It’s hard following the call-graph from there, but I think bus_find_device_by_fwnode fails due to

	/* If the phy_id is mostly Fs, there is no device there */
	if ((*phy_id & 0x1fffffff) == 0x1fffffff)
		return -ENODEV;

in method get_phy_c22_id in file drivers/net/phy/phy_device.c

I still don’t understand, why the Ethernet works (80% of the time) if we disconnect the reset line between the phy and the Jetson. In that case it is apparently able to read the ID. Setting the phy_reset_post_delay to a whopping 30s does not help either.

I could also not found the place that sets the reset to 0 in nvethernet/ether_linux.c. None of the gpio_set_value(pdata->phy_reset, 0) seem to be executed based on some printk’s (same for gpio_set_value(pdata->phy_reset, OSI_DISABLE))

Something that is also weird is that the reset you mentioned should just go to low and then back to high. The sequence we are seeing seems to do this twice. The reset sequence you posted is however executed only once according to some prints I added.

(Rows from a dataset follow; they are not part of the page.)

//! Evaluation error types.
//!
//! These errors describe why an answer could not be scored. The dispatcher
//! turns every one of them into a zero-score fallback result, so callers that
//! only want a score never see them; callers that want to distinguish bad
//! question data from a wrong answer use [`crate::Evaluator::try_evaluate`].

use thiserror::Error;

/// Errors that can occur while evaluating an answer.
#[derive(Debug, Clone, PartialEq, Error)]
pub enum EvaluationError {
    /// The question definition arrived as a string that is not valid JSON.
    #[error("invalid question definition JSON: {0}")]
    InvalidDefinitionJson(String),

    /// The question definition has the wrong shape for its type.
    #[error("malformed question definition: {0}")]
    MalformedDefinition(String),

    /// A field required by the question type is absent.
    #[error("{question_type} question is missing required field '{field}'")]
    MissingField {
        question_type: String,
        field: &'static str,
    },

    /// The question type tag is not one the engine knows.
    #[error("Unsupported question type: {0}")]
    UnsupportedQuestionType(String),

    /// A case-study sub-question uses a type that cannot be nested.
    #[error("case-study sub-question {index} has unsupported type: {question_type}")]
    UnsupportedSubQuestionType { index: usize, question_type: String },

    /// Marks must be finite and non-negative.
    #[error("invalid marks: {0}")]
    InvalidMarks(f64),
}

impl EvaluationError {
    /// Returns `true` if the error comes from the question definition rather
    /// than from the question type tag.
    pub fn is_data_error(&self) -> bool {
        !matches!(self, EvaluationError::UnsupportedQuestionType(_))
    }
}

#[cfg(test)]
mod tests {
    use super::*;

    #[test]
    fn unsupported_type_message_names_the_type() {
        let err = EvaluationError::UnsupportedQuestionType("essay".into());
        assert_eq!(err.to_string(), "Unsupported question type: essay");
        assert!(!err.is_data_error());
    }

    #[test]
    fn missing_field_message() {
        let err = EvaluationError::MissingField {
            question_type: "drag-drop".into(),
            field: "dragDropTargets",
        };
        assert_eq!(
            err.to_string(),
            "drag-drop question is missing required field 'dragDropTargets'"
        );
        assert!(err.is_data_error());
    }
}
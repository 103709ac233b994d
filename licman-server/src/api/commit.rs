//! Direct repository commit (`POST /commit`)
//!
//! Writes the submitted array to the remote repository as-is, without
//! normalization.

use axum::{
    extract::{rejection::JsonRejection, State},
    Json,
};
use licman_common::time::{format_timestamp, now};
use serde::Serialize;
use serde_json::Value;
use tracing::info;

use super::error::ApiError;
use super::sync::licenses_array;
use crate::stores::conditional_write;
use crate::AppState;

/// Commit response
#[derive(Debug, Serialize)]
pub struct CommitResponse {
    pub success: bool,
    pub message: String,
    pub count: usize,
    pub commit: CommitSummary,
}

#[derive(Debug, Serialize)]
pub struct CommitSummary {
    pub sha: String,
    pub message: String,
    #[serde(skip_serializing_if = "Option::is_none")]
    pub url: Option<String>,
}

/// POST /commit
pub async fn commit_licenses(
    State(state): State<AppState>,
    payload: Result<Json<Value>, JsonRejection>,
) -> Result<Json<CommitResponse>, ApiError> {
    let (records, body) = licenses_array(payload)?;

    let remote = state
        .stores
        .writable_remote()
        .ok_or_else(|| ApiError::NotConfigured("GitHub token not configured".to_string()))?;

    let message = body
        .get("message")
        .and_then(Value::as_str)
        .filter(|m| !m.trim().is_empty())
        .map(str::to_string)
        .unwrap_or_else(|| format!("Auto-update licenses.json - {}", format_timestamp(&now())));

    let content = serde_json::to_string_pretty(&records)?;
    let commit = conditional_write(remote.as_ref(), &state.stores.remote_path, &content, &message).await?;

    info!(count = records.len(), commit = %commit.commit_sha, "Licenses committed to remote repository");

    Ok(Json(CommitResponse {
        success: true,
        message: "licenses.json committed to GitHub successfully".to_string(),
        count: records.len(),
        commit: CommitSummary {
            sha: commit.commit_sha,
            message,
            url: commit.url,
        },
    }))
}
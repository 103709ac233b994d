//! Health and build identification endpoints

use axum::{routing::get, Json, Router};
use serde::Serialize;

use crate::AppState;

/// Health check response
#[derive(Debug, Serialize)]
pub struct HealthResponse {
    pub status: String,
    pub module: String,
    pub version: String,
}

/// Build information response
#[derive(Debug, Serialize)]
pub struct BuildInfo {
    pub version: String,
    pub git_hash: String,
    pub build_timestamp: String,
    pub build_profile: String,
}

/// GET /health
///
/// Does not touch any license source.
pub async fn health_check() -> Json<HealthResponse> {
    Json(HealthResponse {
        status: "ok".to_string(),
        module: "licman-server".to_string(),
        version: env!("CARGO_PKG_VERSION").to_string(),
    })
}

/// GET /buildinfo
pub async fn get_build_info() -> Json<BuildInfo> {
    Json(BuildInfo {
        version: env!("CARGO_PKG_VERSION").to_string(),
        git_hash: env!("GIT_HASH").to_string(),
        build_timestamp: env!("BUILD_TIMESTAMP").to_string(),
        build_profile: env!("BUILD_PROFILE").to_string(),
    })
}

/// Build health check routes
pub fn health_routes() -> Router<AppState> {
    Router::new()
        .route("/health", get(health_check))
        .route("/buildinfo", get(get_build_info))
}
//! License status evaluation
//!
//! Status derivation (first match wins):
//! - `expiry - now <= 0` → expired
//! - whole days remaining <= 7 → expiring
//! - otherwise → valid
//!
//! Clients only see `"active"` for both valid and expiring licenses; the
//! difference is carried by the human-readable message.

use chrono::{DateTime, Utc};
use serde::{Deserialize, Serialize};
use serde_json::Value;
use std::str::FromStr;

use super::normalize_key;
use super::reconcile::CanonicalMap;
use crate::time::format_timestamp;

const MILLIS_PER_DAY: i64 = 24 * 60 * 60 * 1000;

/// Licenses with this many whole days left (or fewer) are flagged as expiring
pub const EXPIRING_THRESHOLD_DAYS: i64 = 7;

/// Internal license state
#[derive(Debug, Clone, Copy, PartialEq, Eq)]
pub enum LicenseState {
    Valid,
    Expiring,
    Expired,
    NotFound,
}

impl LicenseState {
    pub fn is_valid(&self) -> bool {
        matches!(self, LicenseState::Valid | LicenseState::Expiring)
    }

    /// Status string reported to clients
    pub fn reported_status(&self) -> &'static str {
        if self.is_valid() {
            "active"
        } else {
            // Absent keys reuse the expired tag
            "expired"
        }
    }
}

/// Supported message languages
#[derive(Debug, Clone, Copy, PartialEq, Eq, Default, Serialize, Deserialize)]
#[serde(rename_all = "lowercase")]
pub enum MessageLocale {
    #[default]
    En,
    Vi,
}

impl FromStr for MessageLocale {
    type Err = crate::Error;

    fn from_str(s: &str) -> Result<Self, Self::Err> {
        match s.trim().to_lowercase().as_str() {
            "en" => Ok(MessageLocale::En),
            "vi" => Ok(MessageLocale::Vi),
            other => Err(crate::Error::Config(format!("Unsupported locale: {}", other))),
        }
    }
}

/// Human-readable status messages
#[derive(Debug, Clone, Copy, PartialEq, Eq)]
pub struct Messages {
    pub valid: &'static str,
    pub expiring: &'static str,
    pub expired: &'static str,
    pub not_found: &'static str,
}

impl Messages {
    pub fn for_locale(locale: MessageLocale) -> Self {
        match locale {
            MessageLocale::En => Self {
                valid: "License is valid",
                expiring: "License is expiring soon",
                expired: "License has expired",
                not_found: "License not found",
            },
            MessageLocale::Vi => Self {
                valid: "License hợp lệ",
                expiring: "License sắp hết hạn",
                expired: "License đã hết hạn",
                not_found: "License không tồn tại",
            },
        }
    }

    pub fn for_state(&self, state: LicenseState) -> &'static str {
        match state {
            LicenseState::Valid => self.valid,
            LicenseState::Expiring => self.expiring,
            LicenseState::Expired => self.expired,
            LicenseState::NotFound => self.not_found,
        }
    }
}

impl Default for Messages {
    fn default() -> Self {
        Self::for_locale(MessageLocale::default())
    }
}

/// Result of evaluating one key against the canonical mapping
#[derive(Debug, Clone, PartialEq)]
pub struct Evaluation {
    pub state: LicenseState,
    /// Stored key (original casing), or the normalized query when not found
    pub key: String,
    pub expiry: Option<Value>,
    pub days_remaining: i64,
    pub note: String,
    pub evaluated_at: DateTime<Utc>,
}

impl Evaluation {
    pub fn is_valid(&self) -> bool {
        self.state.is_valid()
    }

    pub fn to_response(&self, messages: &Messages) -> VerifyResponse {
        VerifyResponse {
            valid: self.is_valid(),
            key: self.key.clone(),
            expiry: self.expiry.clone(),
            status: self.state.reported_status().to_string(),
            message: messages.for_state(self.state).to_string(),
            days_remaining: self.days_remaining,
            note: self.note.clone(),
            timestamp: format_timestamp(&self.evaluated_at),
        }
    }
}

/// Verification response body
#[derive(Debug, Clone, PartialEq, Serialize, Deserialize)]
pub struct VerifyResponse {
    pub valid: bool,
    pub key: String,
    #[serde(default, skip_serializing_if = "Option::is_none")]
    pub expiry: Option<Value>,
    pub status: String,
    pub message: String,
    pub days_remaining: i64,
    #[serde(default)]
    pub note: String,
    pub timestamp: String,
}

/// Evaluate a query key against the canonical mapping at instant `now`.
pub fn evaluate(map: &CanonicalMap, query_key: &str, now: DateTime<Utc>) -> Evaluation {
    let normalized = normalize_key(query_key);

    let Some(record) = map.get(&normalized) else {
        return Evaluation {
            state: LicenseState::NotFound,
            key: normalized,
            expiry: None,
            days_remaining: 0,
            note: String::new(),
            evaluated_at: now,
        };
    };

    let (state, days_remaining) = match record.expiry_at() {
        Some(expiry) => classify(expiry, now),
        None => {
            tracing::warn!(key = %normalized, "License has no parseable expiry, treating as expired");
            (LicenseState::Expired, 0)
        }
    };

    Evaluation {
        state,
        key: record.key(),
        expiry: record.expiry().cloned(),
        days_remaining,
        note: record.note(),
        evaluated_at: now,
    }
}

/// Derive state and floor-divided whole days from the time left until `expiry`
fn classify(expiry: DateTime<Utc>, now: DateTime<Utc>) -> (LicenseState, i64) {
    let diff_ms = expiry.signed_duration_since(now).num_milliseconds();
    let days_remaining = diff_ms.div_euclid(MILLIS_PER_DAY);

    let state = if diff_ms <= 0 {
        LicenseState::Expired
    } else if days_remaining <= EXPIRING_THRESHOLD_DAYS {
        LicenseState::Expiring
    } else {
        LicenseState::Valid
    };
    (state, days_remaining)
}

@maheshramu.gaikwad Do you happen to have the device-tree that worked for you in the end? This still seems like the most probable place that we have to make adjustments in my mind.
The one that we currently put the most hope in (can probably be shortened a bit):

// SPDX-License-Identifier: GPL-2.0-only
/*
 * Device Tree Overlay for RGMII Gigabit Ethernet PHY
 * This overlay configures the EQOS Ethernet controller to use an external PHY
 * connected via RGMII interface.
 * Based on https://docs.nvidia.com/jetson/archives/r36.4/DeveloperGuide/HR/JetsonModuleAdaptationAndBringUp/JetsonAgxOrinSeries.html#for-rgmii
 */

/dts-v1/;
/plugin/;

#include <dt-bindings/gpio/tegra234-gpio.h>
#include <dt-bindings/interrupt-controller/irq.h>
#include <dt-bindings/net/ti-dp83867.h>

/ {
	overlay-name = "RGMII Gigabit Ethernet PHY";

	compatible = "nvidia,tegra234";

	fragment@0 {
		target-path = "/bus@0/ethernet@2310000";
		__overlay__ {
			status = "okay";
			nvidia,mac-addr-idx = <0>;
			nvidia,max-platform-mtu = <8000>;
			nvidia,pause_frames = <0>;
			local-mac-adress = [1a 2b 3c 4d 5e 6f];
			phy-mode = "rgmii-id";
			phy-handle = <&phy>;
			nvidia,phy-reset-gpio = <&gpio TEGRA234_MAIN_GPIO(G, 5) 0>;

			mdio {
				compatible = "nvidia,eqos-mdio";
				#address-cells = <1>;
				#size-cells = <0>;

				phy: phy@0 {
					reg = <0>;
					nvidia,phy-rst-pdelay-msec = <224>; /* msec */
					nvidia,phy-rst-duration-usec = <10000>; /* usec */
					interrupt-parent = <&gpio>;
					interrupts = <TEGRA234_MAIN_GPIO(G, 4) IRQ_TYPE_LEVEL_LOW>;
					// Extra settings based on https://e2e.ti.com/support/processors-group/processors/f/processors-forum/563409/linux-66ak2l06-how-to-configure-dp83867-ethernet-phy-in-the-device-tree/2073476#2073476
					compatible = "ethernet-phy-ieee802.3-c22";
					tx-fifo-depth = <DP83867_PHYCR_FIFO_DEPTH_4_B_NIB>;
					rx-fifo-depth = <DP83867_PHYCR_FIFO_DEPTH_4_B_NIB>;
					ti,max-output-impedance;
					// ti,clk-output-sel = <DP83867_CLK_O_SEL_CHN_A_RCLK>;
					ti,rx-internal-delay = <DP83867_RGMIIDCTL_2_25_NS>;
					ti,tx-internal-delay = <DP83867_RGMIIDCTL_2_75_NS>;
				};
			};
		};
	};

	fragment@1 {
		target-path = "/bus@0/ethernet@6800000";
		__overlay__ {
			status = "disabled";
			mdio {
				/delete-node/ phy@0;
			};
		};
	};
};